### [Exercise aim]
Among the entries below, how many lines hold "last"? Reply with the number only.

###

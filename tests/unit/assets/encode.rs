use super::*;

fn fixture() -> RgbaImage {
    RgbaImage::from_fn(5, 3, |x, y| {
        image::Rgba([(x * 50) as u8, (y * 80) as u8, 7, (40 + x * 40) as u8])
    })
}

#[test]
fn png_round_trip_is_pixel_identical() {
    let img = fixture();
    let bytes = encode_png(&img).unwrap();
    let back = crate::assets::decode::decode_image(&bytes).unwrap();
    assert_eq!(back.as_raw(), img.as_raw());
}

#[test]
fn write_png_creates_parent_dirs() {
    let dir = std::env::temp_dir()
        .join(format!("ogcard_encode_{}", std::process::id()))
        .join("nested");
    let _ = std::fs::remove_dir_all(&dir);
    let path = dir.join("out.png");

    write_png(&fixture(), &path).unwrap();
    let back = image::open(&path).unwrap().to_rgba8();
    assert_eq!(back.as_raw(), fixture().as_raw());
}

#[test]
fn unwritable_destination_is_a_write_error() {
    let dir = std::env::temp_dir().join(format!("ogcard_encode_dir_{}", std::process::id()));
    std::fs::create_dir_all(&dir).unwrap();

    // The destination is an existing directory, so File::create fails.
    let err = write_png(&fixture(), &dir).unwrap_err();
    assert!(matches!(err, CardError::Write { .. }), "{err}");
}
use crate::config::{SiteLinkStyle, TitleStyle};
use crate::foundation::error::{CardError, CardResult};
use crate::render::canvas::{Canvas, TextAlign};

/// Height of a wrapped block: `n·fh·s − (s − 1)·fh`.
///
/// The last line carries no inter-line spacing, so a single line is exactly `fh` tall.
pub fn title_block_height(lines: usize, font_height: f64, line_spacing: f64) -> f64 {
    if lines == 0 {
        return 0.0;
    }
    let n = lines as f64;
    n * font_height * line_spacing - (line_spacing - 1.0) * font_height
}

/// Wrap `text` with the active font and fail if the block would exceed `max_height`.
///
/// Returns the wrapped line count.
pub fn validate_title_height(
    canvas: &mut Canvas,
    text: &str,
    max_width: f64,
    line_spacing: f64,
    max_height: f64,
) -> CardResult<usize> {
    let lines = canvas.word_wrap(text, max_width)?.len();
    let height = title_block_height(lines, canvas.font_height()?, line_spacing);
    if height > max_height {
        return Err(CardError::TitleTooLong {
            lines,
            height,
            max_height,
        });
    }
    Ok(lines)
}

/// Draw the wrapped title twice: the shadow at `shadow_offset`, then the foreground.
#[tracing::instrument(skip_all)]
pub fn draw_title(canvas: &mut Canvas, style: &TitleStyle) -> CardResult<()> {
    canvas.load_font(&style.font_path, style.font_size)?;

    let (x, y) = (style.margin_x, style.margin_y);
    let max_width = f64::from(canvas.width()) - 2.0 * style.margin_x;
    let lines = validate_title_height(
        canvas,
        &style.text,
        max_width,
        style.line_spacing,
        style.max_height,
    )?;
    tracing::debug!(lines, max_width, "title layout");

    let off = style.shadow_offset;
    canvas.set_color(style.shadow_color);
    canvas.draw_wrapped_text(
        &style.text,
        x + off.x,
        y + off.y,
        max_width,
        style.line_spacing,
        TextAlign::Left,
    )?;
    canvas.set_color(style.color);
    canvas.draw_wrapped_text(
        &style.text,
        x,
        y,
        max_width,
        style.line_spacing,
        TextAlign::Left,
    )
}

/// Draw the site link in its muted color, anchored to the bottom-left.
#[tracing::instrument(skip_all)]
pub fn draw_site_link(canvas: &mut Canvas, style: &SiteLinkStyle) -> CardResult<()> {
    canvas.load_font(&style.font_path, style.font_size)?;
    canvas.set_color(style.muted_color());

    let (_, text_height) = canvas.measure_text(&style.text)?;
    let y = f64::from(canvas.height()) - text_height - style.margin_bottom;
    tracing::debug!(x = style.x, y, "site link baseline");
    canvas.draw_string(&style.text, style.x, y)
}

#[cfg(test)]
#[path = "../../tests/unit/render/text.rs"]
mod tests;
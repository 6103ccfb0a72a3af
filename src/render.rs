pub(crate) mod avatar;
pub(crate) mod background;
pub(crate) mod canvas;
pub(crate) mod composite;
pub(crate) mod mask;
pub(crate) mod text;
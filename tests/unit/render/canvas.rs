use super::*;

fn small() -> Canvas {
    Canvas::new(CanvasSize {
        width: 40,
        height: 30,
    })
    .unwrap()
}

fn close(a: [u8; 4], b: [u8; 4], tol: i32) -> bool {
    a.iter()
        .zip(b.iter())
        .all(|(x, y)| (i32::from(*x) - i32::from(*y)).abs() <= tol)
}

#[test]
fn new_canvas_is_transparent_with_fixed_bounds() {
    let mut c = small();
    assert_eq!((c.width(), c.height()), (40, 30));
    let img = c.to_rgba_image().unwrap();
    assert_eq!(img.dimensions(), (40, 30));
    assert!(img.pixels().all(|p| p.0 == [0, 0, 0, 0]));
}

#[test]
fn zero_sized_canvas_is_rejected() {
    let err = Canvas::new(CanvasSize {
        width: 0,
        height: 5,
    })
    .err()
    .unwrap();
    assert!(matches!(err, CardError::Validation(_)));
}

#[test]
fn fill_rectangle_covers_exact_pixels() {
    let mut c = small();
    c.fill_rectangle(10.0, 5.0, 20.0, 10.0, Rgba8::rgba(0, 0, 0, 204));
    let img = c.to_rgba_image().unwrap();
    assert!(close(img.get_pixel(10, 5).0, [0, 0, 0, 204], 1));
    assert!(close(img.get_pixel(29, 14).0, [0, 0, 0, 204], 1));
    assert_eq!(img.get_pixel(9, 5).0[3], 0);
    assert_eq!(img.get_pixel(30, 14).0[3], 0);
    assert_eq!(img.get_pixel(10, 15).0[3], 0);
}

#[test]
fn fill_rectangle_does_not_change_active_color() {
    let mut c = small();
    c.set_color(Rgba8::WHITE);
    c.fill_rectangle(0.0, 0.0, 1.0, 1.0, Rgba8::BLACK);
    assert_eq!(c.color(), Rgba8::WHITE);
}

#[test]
fn draw_image_at_places_top_left_corner() {
    let mut c = small();
    let red = RgbaImage::from_pixel(6, 4, image::Rgba([255, 0, 0, 255]));
    c.draw_image_at(&red, 3.0, 2.0).unwrap();
    let img = c.to_rgba_image().unwrap();
    assert!(close(img.get_pixel(4, 3).0, [255, 0, 0, 255], 2));
    assert!(close(img.get_pixel(7, 4).0, [255, 0, 0, 255], 2));
    assert_eq!(img.get_pixel(1, 1).0[3], 0);
    assert_eq!(img.get_pixel(12, 8).0[3], 0);
}

#[test]
fn draw_image_anchored_centers_on_point() {
    let mut c = small();
    let blue = RgbaImage::from_pixel(10, 10, image::Rgba([0, 0, 255, 255]));
    c.draw_image_anchored(&blue, 20.0, 15.0, 0.5, 0.5).unwrap();
    let img = c.to_rgba_image().unwrap();
    assert!(close(img.get_pixel(20, 15).0, [0, 0, 255, 255], 2));
    assert!(close(img.get_pixel(16, 11).0, [0, 0, 255, 255], 2));
    assert_eq!(img.get_pixel(13, 15).0[3], 0);
    assert_eq!(img.get_pixel(26, 15).0[3], 0);
}

#[test]
fn push_pop_isolates_rotation_and_color() {
    let mut c = small();
    c.set_color(Rgba8::WHITE);
    c.push();
    c.set_color(Rgba8::BLACK);
    c.rotate_about(0.5, 20.0, 15.0);
    assert_ne!(c.transform(), Affine::IDENTITY);
    c.pop().unwrap();
    assert_eq!(c.transform(), Affine::IDENTITY);
    assert_eq!(c.color(), Rgba8::WHITE);
    assert!(c.pop().is_err());
}

#[test]
fn rotation_affects_only_later_draws() {
    let mut c = small();
    c.fill_rectangle(0.0, 0.0, 4.0, 4.0, Rgba8::WHITE);
    c.rotate_about(std::f64::consts::FRAC_PI_2, 20.0, 15.0);
    // A quarter turn about (20, 15) maps x in [30, 34), y in [13, 17) to x in [18, 22), y in [25, 29).
    c.fill_rectangle(30.0, 13.0, 4.0, 4.0, Rgba8::rgba(0, 255, 0, 255));
    let img = c.to_rgba_image().unwrap();

    assert!(close(img.get_pixel(1, 1).0, [255, 255, 255, 255], 1));
    assert!(close(img.get_pixel(20, 27).0, [0, 255, 0, 255], 2));
    assert_eq!(img.get_pixel(32, 15).0[3], 0);
}

#[test]
fn stroke_circle_paints_ring_only() {
    let mut c = small();
    c.set_color(Rgba8::WHITE);
    c.stroke_circle(20.0, 15.0, 10.0, 4.0);
    let img = c.to_rgba_image().unwrap();
    assert!(close(img.get_pixel(30, 15).0, [255, 255, 255, 255], 8));
    assert_eq!(img.get_pixel(20, 15).0[3], 0);
    assert_eq!(img.get_pixel(0, 0).0[3], 0);
}

#[test]
fn text_needs_a_loaded_font() {
    let mut c = small();
    let err = c.draw_string("x", 0.0, 10.0).unwrap_err();
    assert!(matches!(err, CardError::Validation(_)));
    assert!(c.measure_text("x").is_err());
}

#[test]
fn draw_string_puts_ink_above_baseline() {
    let mut c = Canvas::new(CanvasSize {
        width: 200,
        height: 80,
    })
    .unwrap();
    c.load_font(Path::new("tests/data/fonts/DejaVuSans.ttf"), 40.0)
        .unwrap();
    c.set_color(Rgba8::WHITE);
    c.draw_string("HI", 10.0, 50.0).unwrap();
    let img = c.to_rgba_image().unwrap();

    let inked_rows: Vec<u32> = (0..80)
        .filter(|&y| (0..200).any(|x| img.get_pixel(x, y).0[3] > 128))
        .collect();
    assert!(!inked_rows.is_empty());
    assert!(*inked_rows.last().unwrap() <= 50);
    assert!(*inked_rows.first().unwrap() >= 10);
    assert!((0..10).all(|x| (0..80).all(|y| img.get_pixel(x, y).0[3] == 0)));
}

#[test]
fn wrapped_text_stacks_lines_by_spacing() {
    let mut c = Canvas::new(CanvasSize {
        width: 300,
        height: 300,
    })
    .unwrap();
    c.load_font(Path::new("tests/data/fonts/DejaVuSans.ttf"), 40.0)
        .unwrap();
    c.set_color(Rgba8::WHITE);
    c.draw_wrapped_text("I\nI", 10.0, 0.0, 280.0, 2.0, TextAlign::Left)
        .unwrap();
    let img = c.to_rgba_image().unwrap();

    // fh = 30: baselines at 30 and 90.
    let inked = |y: u32| (0..300).any(|x| img.get_pixel(x, y).0[3] > 128);
    assert!(inked(20));
    assert!(!inked(45));
    assert!(inked(80));
    assert!(!inked(100));
}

###

### [Response for this exercise]
2